The concept. This is the driving force behind this unclassifiable artist whose works always offer multiple layers of interpretation. Three years after the trompe-l'œil on Rue Jules Baudelocque, voted the most beautiful mural in France in 2020, the Spanish artist has embarked on a new exploration. Always profound and connected to history and humanity: "The first wall is composed of two hands holding a face that appears to be that of a sculpture," explains the artist. "On the other side, a headless body is revealed. The fact that the body and face are separated signifies something from the very first glance."
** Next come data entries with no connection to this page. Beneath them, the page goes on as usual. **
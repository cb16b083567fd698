//! Pure conversions between [`ParamMap`] and [`DynamicModel`].
//!
//! Only fields named by the descriptor list are read or written. Every
//! function that produces a map first checks that descriptor names are unique.

use tracing::debug;
use udf_model::{DynamicModel, FieldDescriptor, ModelError, ParamMap, ScalarValue};

use crate::coerce::coerce_numeric;
use crate::error::{CodecError, Result};

/// Extra key stamped onto a decoded model, e.g. a type discriminator.
pub type Seed<'a> = (&'a str, ScalarValue);

fn check_names(descriptors: &[FieldDescriptor]) -> Result<()> {
    udf_model::ensure_unique_names(descriptors).map_err(|err| match err {
        ModelError::DuplicateField(name) => CodecError::DuplicateField(name),
        ModelError::EmptyFieldName => CodecError::EmptyFieldName,
    })
}

fn decode_value(descriptor: &FieldDescriptor, params: &ParamMap) -> ScalarValue {
    let raw = params
        .param_value(&descriptor.field_name)
        .cloned()
        .unwrap_or_default();
    if descriptor.data_type.is_numeric() {
        coerce_numeric(&descriptor.field_name, &raw)
    } else {
        raw
    }
}

/// Decode a parameter map into a fresh dynamic model.
///
/// Absent parameters decode to null. The seed key is written before the
/// descriptor fields, so a descriptor with the same name wins.
pub fn to_dynamic_model(
    descriptors: &[FieldDescriptor],
    params: &ParamMap,
    seed: Option<Seed<'_>>,
) -> Result<DynamicModel> {
    check_names(descriptors)?;
    let mut model = DynamicModel::new();
    if let Some((field, value)) = seed {
        model.insert(field, value);
    }
    for descriptor in descriptors {
        model.insert(
            descriptor.field_name.clone(),
            decode_value(descriptor, params),
        );
    }
    debug!(fields = descriptors.len(), "decoded parameter map");
    Ok(model)
}

/// Hydrate descriptor fields into an existing host model.
///
/// Keys not named by a descriptor are left untouched.
pub fn merge_into(
    host: &mut DynamicModel,
    descriptors: &[FieldDescriptor],
    params: &ParamMap,
) -> Result<()> {
    check_names(descriptors)?;
    for descriptor in descriptors {
        host.insert(
            descriptor.field_name.clone(),
            decode_value(descriptor, params),
        );
    }
    Ok(())
}

/// Encode the descriptor fields of a model into a parameter map.
pub fn to_param_map(descriptors: &[FieldDescriptor], model: &DynamicModel) -> Result<ParamMap> {
    check_names(descriptors)?;
    Ok(descriptors
        .iter()
        .map(|descriptor| {
            (
                descriptor.field_name.clone(),
                model.value(&descriptor.field_name).clone(),
            )
        })
        .collect())
}

/// Compare two models on descriptor fields only.
///
/// `None` on either side is never equal. Values compare strictly, so the
/// number `1` and the text `"1"` differ.
pub fn is_data_model_equal(
    a: Option<&DynamicModel>,
    b: Option<&DynamicModel>,
    descriptors: &[FieldDescriptor],
) -> bool {
    let (Some(a), Some(b)) = (a, b) else {
        return false;
    };
    descriptors
        .iter()
        .all(|descriptor| a.value(&descriptor.field_name) == b.value(&descriptor.field_name))
}

/// Parse a parameter map from its JSON wire form.
pub fn param_map_from_json(json: &str) -> Result<ParamMap> {
    Ok(serde_json::from_str(json)?)
}

/// Render a parameter map as JSON.
pub fn param_map_to_json(params: &ParamMap, pretty: bool) -> Result<String> {
    let json = if pretty {
        serde_json::to_string_pretty(params)?
    } else {
        serde_json::to_string(params)?
    };
    Ok(json)
}
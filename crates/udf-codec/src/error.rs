use thiserror::Error;

#[derive(Debug, Error)]
pub enum CodecError {
    /// Two descriptors share a field name, so one value would overwrite the other.
    #[error("duplicate field name in descriptors: {0}")]
    DuplicateField(String),

    #[error("descriptor field name must not be empty")]
    EmptyFieldName,

    #[error("invalid parameter map JSON: {0}")]
    Json(#[from] serde_json::Error),
}

pub type Result<T> = std::result::Result<T, CodecError>;
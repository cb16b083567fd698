//! Type-safe tags for field descriptor metadata.
//!
//! The metadata service sends these as upper-case strings. Unknown tags
//! deserialize to an `Unknown` variant instead of failing the whole
//! descriptor set, so one new server-side tag cannot break a form.

use serde::{Deserialize, Serialize};
use std::fmt;
use std::str::FromStr;

/// Data type of a single field value.
///
/// `Numeric` and `Integer` form the numeric family; the codec coerces their
/// values to numbers and the compiler renders them as number inputs.
#[derive(Debug, Clone, Copy, PartialEq, Eq, Hash, Serialize, Deserialize)]
#[serde(rename_all = "SCREAMING_SNAKE_CASE")]
pub enum DataType {
    /// Free text, password, email or option list depending on hints.
    String,
    /// Decimal number.
    Numeric,
    /// Whole number.
    Integer,
    /// Calendar date (`YYYY-MM-DD`).
    Date,
    /// True/false flag.
    Boolean,
    /// Opaque binary payload. Has no input representation.
    Binary,
    /// Any tag this build does not know.
    #[serde(other)]
    Unknown,
}

impl DataType {
    /// Returns the wire tag.
    pub fn as_str(&self) -> &'static str {
        match self {
            DataType::String => "STRING",
            DataType::Numeric => "NUMERIC",
            DataType::Integer => "INTEGER",
            DataType::Date => "DATE",
            DataType::Boolean => "BOOLEAN",
            DataType::Binary => "BINARY",
            DataType::Unknown => "UNKNOWN",
        }
    }

    /// Returns true for the numeric family (`Numeric`, `Integer`).
    pub fn is_numeric(&self) -> bool {
        matches!(self, DataType::Numeric | DataType::Integer)
    }
}

impl fmt::Display for DataType {
    fn fmt(&self, f: &mut fmt::Formatter<'_>) -> fmt::Result {
        write!(f, "{}", self.as_str())
    }
}

impl FromStr for DataType {
    type Err = String;

    /// Parse a data type tag (case-insensitive, common aliases accepted).
    fn from_str(s: &str) -> Result<Self, Self::Err> {
        let normalized = s.trim().to_uppercase();
        match normalized.as_str() {
            "STRING" | "TEXT" | "CHAR" => Ok(DataType::String),
            "NUMERIC" | "DECIMAL" | "DOUBLE" | "NUMBER" => Ok(DataType::Numeric),
            "INTEGER" | "INT" | "LONG" => Ok(DataType::Integer),
            "DATE" => Ok(DataType::Date),
            "BOOLEAN" | "BOOL" => Ok(DataType::Boolean),
            "BINARY" | "BLOB" => Ok(DataType::Binary),
            _ => Err(format!("Unknown data type: {s}")),
        }
    }
}

/// Rendering/validation hint attached to a descriptor.
#[derive(Debug, Clone, Copy, PartialEq, Eq, Hash, Serialize, Deserialize)]
#[serde(rename_all = "SCREAMING_SNAKE_CASE")]
pub enum BehaviorHint {
    /// Numeric value shown with a `%` suffix.
    Percentage,
    /// Masked text input.
    Password,
    /// Text input validated as an email address.
    Email,
    /// Value chosen from an enumerated option list (see `enum_type`).
    Options,
    /// Date that may not lie in the past.
    DateFuture,
    #[serde(other)]
    Unknown,
}

impl BehaviorHint {
    pub fn as_str(&self) -> &'static str {
        match self {
            BehaviorHint::Percentage => "PERCENTAGE",
            BehaviorHint::Password => "PASSWORD",
            BehaviorHint::Email => "EMAIL",
            BehaviorHint::Options => "OPTIONS",
            BehaviorHint::DateFuture => "DATE_FUTURE",
            BehaviorHint::Unknown => "UNKNOWN",
        }
    }
}

impl fmt::Display for BehaviorHint {
    fn fmt(&self, f: &mut fmt::Formatter<'_>) -> fmt::Result {
        write!(f, "{}", self.as_str())
    }
}

impl FromStr for BehaviorHint {
    type Err = String;

    fn from_str(s: &str) -> Result<Self, Self::Err> {
        let normalized = s.trim().to_uppercase().replace(['-', ' '], "_");
        match normalized.as_str() {
            "PERCENTAGE" | "PERCENT" => Ok(BehaviorHint::Percentage),
            "PASSWORD" => Ok(BehaviorHint::Password),
            "EMAIL" => Ok(BehaviorHint::Email),
            "OPTIONS" | "ENUM" | "SELECT" => Ok(BehaviorHint::Options),
            "DATE_FUTURE" | "FUTURE" => Ok(BehaviorHint::DateFuture),
            _ => Err(format!("Unknown behavior hint: {s}")),
        }
    }
}

/// Kind of cross-field constraint a class descriptor may declare.
#[derive(Debug, Clone, Copy, PartialEq, Eq, Hash, PartialOrd, Ord, Serialize, Deserialize)]
#[serde(rename_all = "SCREAMING_SNAKE_CASE")]
pub enum ConstraintKind {
    /// Start date must not be after end date.
    DateRange,
}

impl ConstraintKind {
    pub fn as_str(&self) -> &'static str {
        match self {
            ConstraintKind::DateRange => "DATE_RANGE",
        }
    }
}

impl fmt::Display for ConstraintKind {
    fn fmt(&self, f: &mut fmt::Formatter<'_>) -> fmt::Result {
        write!(f, "{}", self.as_str())
    }
}

impl FromStr for ConstraintKind {
    type Err = String;

    fn from_str(s: &str) -> Result<Self, Self::Err> {
        let normalized = s.trim().to_uppercase().replace(['-', ' '], "_");
        match normalized.as_str() {
            "DATE_RANGE" => Ok(ConstraintKind::DateRange),
            _ => Err(format!("Unknown constraint kind: {s}")),
        }
    }
}
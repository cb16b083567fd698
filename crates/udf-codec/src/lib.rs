//! Conversion between the wire parameter map and the flat dynamic model.

pub mod codec;
pub mod coerce;
pub mod error;

pub use codec::{
    Seed, is_data_model_equal, merge_into, param_map_from_json, param_map_to_json,
    to_dynamic_model, to_param_map,
};
pub use coerce::{coerce_numeric, parse_numeric};
pub use error::{CodecError, Result};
A separation that feels brutal, forced. "When you see this statue-like face and this separated body, you can reflect on the question of heritage, a symbol of a history that we preserve and present in museums. Often these works come from other cities or countries and have been removed from their original context." This isn't criticism, it's simply a reflection. "When you delve deeper into this reflection, you realize that since the dawn of humanity, human beings have been forced to move, to leave their territory because of war, the cold, or a desire for discovery. For me, these migrations are difficult. Most often, people leave their territory because they are forced to. I thought about this when I saw the images of migrants leaving the beaches in boats. But this current event isn't unique to today. It has always existed throughout history." A message that resonates with the words "origin" but also "terroir," which can become "territory" or "terror," symbolically inscribed at the top of each wall.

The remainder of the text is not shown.